### PROVIDED ENTRIES
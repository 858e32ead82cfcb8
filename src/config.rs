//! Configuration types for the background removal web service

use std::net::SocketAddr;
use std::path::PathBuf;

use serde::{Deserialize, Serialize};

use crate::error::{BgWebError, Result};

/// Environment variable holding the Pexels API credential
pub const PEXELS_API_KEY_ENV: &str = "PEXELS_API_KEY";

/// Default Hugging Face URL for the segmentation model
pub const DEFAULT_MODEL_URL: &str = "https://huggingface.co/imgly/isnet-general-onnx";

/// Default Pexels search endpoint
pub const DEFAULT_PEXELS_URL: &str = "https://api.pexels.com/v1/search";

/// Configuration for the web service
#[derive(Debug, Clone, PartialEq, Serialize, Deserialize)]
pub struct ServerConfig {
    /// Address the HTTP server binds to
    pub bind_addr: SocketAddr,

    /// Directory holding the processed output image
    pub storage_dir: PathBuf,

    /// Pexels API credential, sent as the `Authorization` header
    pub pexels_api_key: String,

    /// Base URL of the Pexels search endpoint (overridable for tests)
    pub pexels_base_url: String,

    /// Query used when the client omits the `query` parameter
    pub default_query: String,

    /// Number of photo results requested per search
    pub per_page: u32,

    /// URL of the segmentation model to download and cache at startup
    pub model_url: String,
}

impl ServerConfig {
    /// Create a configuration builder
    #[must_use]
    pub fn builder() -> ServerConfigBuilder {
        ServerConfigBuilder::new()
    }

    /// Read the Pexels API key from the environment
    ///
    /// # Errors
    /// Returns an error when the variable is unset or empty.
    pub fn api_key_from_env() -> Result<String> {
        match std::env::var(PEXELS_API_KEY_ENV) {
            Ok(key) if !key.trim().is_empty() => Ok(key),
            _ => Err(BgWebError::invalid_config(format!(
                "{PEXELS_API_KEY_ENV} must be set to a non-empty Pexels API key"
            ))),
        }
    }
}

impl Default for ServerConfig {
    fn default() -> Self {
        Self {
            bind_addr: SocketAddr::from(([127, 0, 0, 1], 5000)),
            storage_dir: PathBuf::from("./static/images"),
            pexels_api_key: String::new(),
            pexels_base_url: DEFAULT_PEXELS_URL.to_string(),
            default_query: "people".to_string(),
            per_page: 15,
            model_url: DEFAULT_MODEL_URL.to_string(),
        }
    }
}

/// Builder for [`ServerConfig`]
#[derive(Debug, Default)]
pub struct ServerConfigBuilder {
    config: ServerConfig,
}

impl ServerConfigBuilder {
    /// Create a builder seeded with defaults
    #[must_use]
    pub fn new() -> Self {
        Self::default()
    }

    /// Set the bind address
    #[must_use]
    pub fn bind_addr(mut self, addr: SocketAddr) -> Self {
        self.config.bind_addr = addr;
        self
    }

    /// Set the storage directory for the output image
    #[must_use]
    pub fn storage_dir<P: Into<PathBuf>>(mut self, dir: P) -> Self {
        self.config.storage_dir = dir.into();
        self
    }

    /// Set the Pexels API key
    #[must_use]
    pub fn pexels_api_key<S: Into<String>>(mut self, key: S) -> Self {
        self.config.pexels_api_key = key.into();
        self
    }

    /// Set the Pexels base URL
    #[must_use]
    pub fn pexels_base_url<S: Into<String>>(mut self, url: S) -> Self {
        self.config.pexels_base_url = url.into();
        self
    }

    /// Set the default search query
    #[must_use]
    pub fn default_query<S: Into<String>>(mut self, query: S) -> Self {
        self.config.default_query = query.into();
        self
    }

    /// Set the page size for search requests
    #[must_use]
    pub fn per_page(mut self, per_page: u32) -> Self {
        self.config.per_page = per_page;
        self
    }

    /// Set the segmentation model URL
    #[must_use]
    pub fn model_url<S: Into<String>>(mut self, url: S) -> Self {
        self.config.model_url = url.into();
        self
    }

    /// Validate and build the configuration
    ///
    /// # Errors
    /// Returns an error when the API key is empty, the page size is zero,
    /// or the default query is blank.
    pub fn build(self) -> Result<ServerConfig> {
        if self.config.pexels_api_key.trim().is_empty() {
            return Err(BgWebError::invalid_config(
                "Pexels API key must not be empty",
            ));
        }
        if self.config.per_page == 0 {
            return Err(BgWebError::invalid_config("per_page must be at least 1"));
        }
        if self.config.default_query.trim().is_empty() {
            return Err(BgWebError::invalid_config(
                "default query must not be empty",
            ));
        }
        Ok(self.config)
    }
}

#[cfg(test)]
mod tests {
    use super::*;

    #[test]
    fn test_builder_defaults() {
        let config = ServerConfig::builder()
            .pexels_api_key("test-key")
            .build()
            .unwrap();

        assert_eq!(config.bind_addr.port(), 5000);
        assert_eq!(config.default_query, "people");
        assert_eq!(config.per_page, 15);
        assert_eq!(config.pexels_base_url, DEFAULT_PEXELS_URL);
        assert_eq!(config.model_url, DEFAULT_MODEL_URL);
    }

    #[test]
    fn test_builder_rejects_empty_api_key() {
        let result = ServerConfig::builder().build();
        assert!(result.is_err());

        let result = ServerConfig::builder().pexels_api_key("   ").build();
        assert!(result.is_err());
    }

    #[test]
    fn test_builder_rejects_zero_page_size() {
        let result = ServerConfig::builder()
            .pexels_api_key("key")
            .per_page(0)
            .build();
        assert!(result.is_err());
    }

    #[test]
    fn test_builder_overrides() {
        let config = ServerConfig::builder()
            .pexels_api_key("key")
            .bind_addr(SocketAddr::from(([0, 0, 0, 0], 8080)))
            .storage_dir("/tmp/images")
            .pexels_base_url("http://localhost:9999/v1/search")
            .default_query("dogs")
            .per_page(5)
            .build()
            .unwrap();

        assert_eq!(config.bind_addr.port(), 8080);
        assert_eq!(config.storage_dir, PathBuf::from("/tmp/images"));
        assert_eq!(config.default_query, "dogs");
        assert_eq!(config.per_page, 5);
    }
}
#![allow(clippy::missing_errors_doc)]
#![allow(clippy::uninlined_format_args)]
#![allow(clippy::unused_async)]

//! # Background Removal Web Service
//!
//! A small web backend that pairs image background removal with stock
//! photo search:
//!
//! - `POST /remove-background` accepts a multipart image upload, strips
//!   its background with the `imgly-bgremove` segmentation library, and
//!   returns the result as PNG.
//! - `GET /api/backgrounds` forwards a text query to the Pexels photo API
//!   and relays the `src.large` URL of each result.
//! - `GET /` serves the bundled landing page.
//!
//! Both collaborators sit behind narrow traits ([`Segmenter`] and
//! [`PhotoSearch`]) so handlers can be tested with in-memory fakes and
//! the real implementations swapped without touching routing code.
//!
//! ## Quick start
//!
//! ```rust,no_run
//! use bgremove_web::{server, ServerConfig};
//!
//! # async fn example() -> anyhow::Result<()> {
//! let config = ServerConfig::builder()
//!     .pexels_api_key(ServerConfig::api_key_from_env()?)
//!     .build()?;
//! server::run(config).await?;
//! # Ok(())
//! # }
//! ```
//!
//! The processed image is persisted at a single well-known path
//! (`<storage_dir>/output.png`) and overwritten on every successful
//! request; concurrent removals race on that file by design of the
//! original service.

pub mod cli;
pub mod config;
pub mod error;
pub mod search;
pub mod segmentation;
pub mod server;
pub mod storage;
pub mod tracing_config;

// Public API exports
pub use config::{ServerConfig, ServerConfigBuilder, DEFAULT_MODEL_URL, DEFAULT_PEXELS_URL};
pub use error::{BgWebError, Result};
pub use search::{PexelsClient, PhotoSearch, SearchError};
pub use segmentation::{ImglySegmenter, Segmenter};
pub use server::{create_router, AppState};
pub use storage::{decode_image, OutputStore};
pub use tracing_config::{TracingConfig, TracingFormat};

### INSTRUCTIONS FOR THE TASK
Repeat each entry above, matching every line exactly.

### ANSWER TO THE PROBLEM
repository 858e32ead82cfcb8
filename src/config.rs
//! Configuration types for the background removal web service

use std::net::SocketAddr;
use std::path::PathBuf;

use serde::{Deserialize, Serialize};

use crate::error::{BgWebError, Result};

/// Environment variable holding the Pexels API credential
pub const PEXELS_API_KEY_ENV: &str = "PEXELS_API_KEY";

/// Default Hugging Face URL for the segmentation model
pub const DEFAULT_MODEL_URL: &str = "https://huggingface.co/imgly/isnet-general-onnx";

/// Default Pexels search endpoint
pub const DEFAULT_PEXELS_URL: &str = "https://api.pexels.com/v1/search";

/// Configuration for the web service
#[derive(Debug, Clone, PartialEq, Serialize, Deserialize)]
pub struct ServerConfig {
    /// Address the HTTP server binds to
    pub bind_addr: SocketAddr,

    /// Directory holding the processed output image
    pub storage_dir: PathBuf,

    /// Pexels API credential, sent as the `Authorization` header
    pub pexels_api_key: String,

    /// Base URL of the Pexels search endpoint (overridable for tests)
    pub pexels_base_url: String,

    /// Query used when the client omits the `query` parameter
    pub default_query: String,

    /// Number of photo results requested per search
    pub per_page: u32,

    /// URL of the segmentation model to download and cache at startup
    pub model_url: String,
}

impl ServerConfig {
    /// Create a configuration builder
    #[must_use]
    pub fn builder() -> ServerConfigBuilder {
        ServerConfigBuilder::new()
    }

    /// Read the Pexels API key from the environment
    ///
    /// # Errors
    /// Returns an error when the variable is unset or empty.
    pub fn api_key_from_env() -> Result<String> {
        match std::env::var(PEXELS_API_KEY_ENV) {
            Ok(key) if !key.trim().is_empty() => Ok(key),
            _ => Err(BgWebError::invalid_config(format!(
                "{PEXELS_API_KEY_ENV} must be set to a non-empty Pexels API key"
            ))),
        }
    }
}

impl Default for ServerConfig {
    fn default() -> Self {
        Self {
            bind_addr: SocketAddr::from(([127, 0, 0, 1], 5000)),
            storage_dir: PathBuf::from("./static/images"),
            pexels_api_key: String::new(),
            pexels_base_url: DEFAULT_PEXELS_URL.to_string(),
            default_query: "people".to_string(),
            per_page: 15,
            model_url: DEFAULT_MODEL_URL.to_string(),
        }
    }
}

/// Builder for [`ServerConfig`]
#[derive(Debug, Default)]
pub struct ServerConfigBuilder {
    config: ServerConfig,
}

impl ServerConfigBuilder {
    /// Create a builder seeded with defaults
    #[must_use]
    pub fn new() -> Self {
        Self::default()
    }

    /// Set the bind address
    #[must_use]
    pub fn bind_addr(mut self, addr: SocketAddr) -> Self {
        self.config.bind_addr = addr;
        self
    }

    /// Set the storage directory for the output image
    #[must_use]
    pub fn storage_dir<P: Into<PathBuf>>(mut self, dir: P) -> Self {
        self.config.storage_dir = dir.into();
        self
    }

    /// Set the Pexels API key
    #[must_use]
    pub fn pexels_api_key<S: Into<String>>(mut self, key: S) -> Self {
        self.config.pexels_api_key = key.into();
        self
    }

    /// Set the Pexels base URL
    #[must_use]
    pub fn pexels_base_url<S: Into<String>>(mut self, url: S) -> Self {
        self.config.pexels_base_url = url.into();
        self
    }

    /// Set the default search query
    #[must_use]
    pub fn default_query<S: Into<String>>(mut self, query: S) -> Self {
        self.config.default_query = query.into();
        self
    }

    /// Set the page size for search requests
    #[must_use]
    pub fn per_page(mut self, per_page: u32) -> Self {
        self.config.per_page = per_page;
        self
    }

    /// Set the segmentation model URL
    #[must_use]
    pub fn model_url<S: Into<String>>(mut self, url: S) -> Self {
        self.config.model_url = url.into();
        self
    }

    /// Validate and build the configuration
    ///
    /// # Errors
    /// Returns an error when the API key is empty, the page size is zero,
    /// or the default query is blank.
    pub fn build(self) -> Result<ServerConfig> {
        if self.config.pexels_api_key.trim().is_empty() {
            return Err(BgWebError::invalid_config(
                "Pexels API key must not be empty",
            ));
        }
        if self.config.per_page == 0 {
            return Err(BgWebError::invalid_config("per_page must be at least 1"));
        }
        if self.config.default_query.trim().is_empty() {
            return Err(BgWebError::invalid_config(
                "default query must not be empty",
            ));
        }
        Ok(self.config)
    }
}

#[cfg(test)]
mod tests {
    use super::*;

    #[test]
    fn test_builder_defaults() {
        let config = ServerConfig::builder()
            .pexels_api_key("test-key")
            .build()
            .unwrap();

        assert_eq!(config.bind_addr.port(), 5000);
        assert_eq!(config.default_query, "people");
        assert_eq!(config.per_page, 15);
        assert_eq!(config.pexels_base_url, DEFAULT_PEXELS_URL);
        assert_eq!(config.model_url, DEFAULT_MODEL_URL);
    }

    #[test]
    fn test_builder_rejects_empty_api_key() {
        let result = ServerConfig::builder().build();
        assert!(result.is_err());

        let result = ServerConfig::builder().pexels_api_key("   ").build();
        assert!(result.is_err());
    }

    #[test]
    fn test_builder_rejects_zero_page_size() {
        let result = ServerConfig::builder()
            .pexels_api_key("key")
            .per_page(0)
            .build();
        assert!(result.is_err());
    }

    #[test]
    fn test_builder_overrides() {
        let config = ServerConfig::builder()
            .pexels_api_key("key")
            .bind_addr(SocketAddr::from(([0, 0, 0, 0], 8080)))
            .storage_dir("/tmp/images")
            .pexels_base_url("http://localhost:9999/v1/search")
            .default_query("dogs")
            .per_page(5)
            .build()
            .unwrap();

        assert_eq!(config.bind_addr.port(), 8080);
        assert_eq!(config.storage_dir, PathBuf::from("/tmp/images"));
        assert_eq!(config.default_query, "dogs");
        assert_eq!(config.per_page, 5);
    }
}
#![allow(clippy::missing_errors_doc)]
#![allow(clippy::uninlined_format_args)]
#![allow(clippy::unused_async)]

//! # Background Removal Web Service
//!
//! A small web backend that pairs image background removal with stock
//! photo search:
//!
//! - `POST /remove-background` accepts a multipart image upload, strips
//!   its background with the `imgly-bgremove` segmentation library, and
//!   returns the result as PNG.
//! - `GET /api/backgrounds` forwards a text query to the Pexels photo API
//!   and relays the `src.large` URL of each result.
//! - `GET /` serves the bundled landing page.
//!
//! Both collaborators sit behind narrow traits ([`Segmenter`] and
//! [`PhotoSearch`]) so handlers can be tested with in-memory fakes and
//! the real implementations swapped without touching routing code.
//!
//! ## Quick start
//!
//! ```rust,no_run
//! use bgremove_web::{server, ServerConfig};
//!
//! # async fn example() -> anyhow::Result<()> {
//! let config = ServerConfig::builder()
//!     .pexels_api_key(ServerConfig::api_key_from_env()?)
//!     .build()?;
//! server::run(config).await?;
//! # Ok(())
//! # }
//! ```
//!
//! The processed image is persisted at a single well-known path
//! (`<storage_dir>/output.png`) and overwritten on every successful
//! request; concurrent removals race on that file by design of the
//! original service.

pub mod cli;
pub mod config;
pub mod error;
pub mod search;
pub mod segmentation;
pub mod server;
pub mod storage;
pub mod tracing_config;

// Public API exports
pub use config::{ServerConfig, ServerConfigBuilder, DEFAULT_MODEL_URL, DEFAULT_PEXELS_URL};
pub use error::{BgWebError, Result};
pub use search::{PexelsClient, PhotoSearch, SearchError};
pub use segmentation::{ImglySegmenter, Segmenter};
pub use server::{create_router, AppState};
pub use storage::{decode_image, OutputStore};
pub use tracing_config::{TracingConfig, TracingFormat};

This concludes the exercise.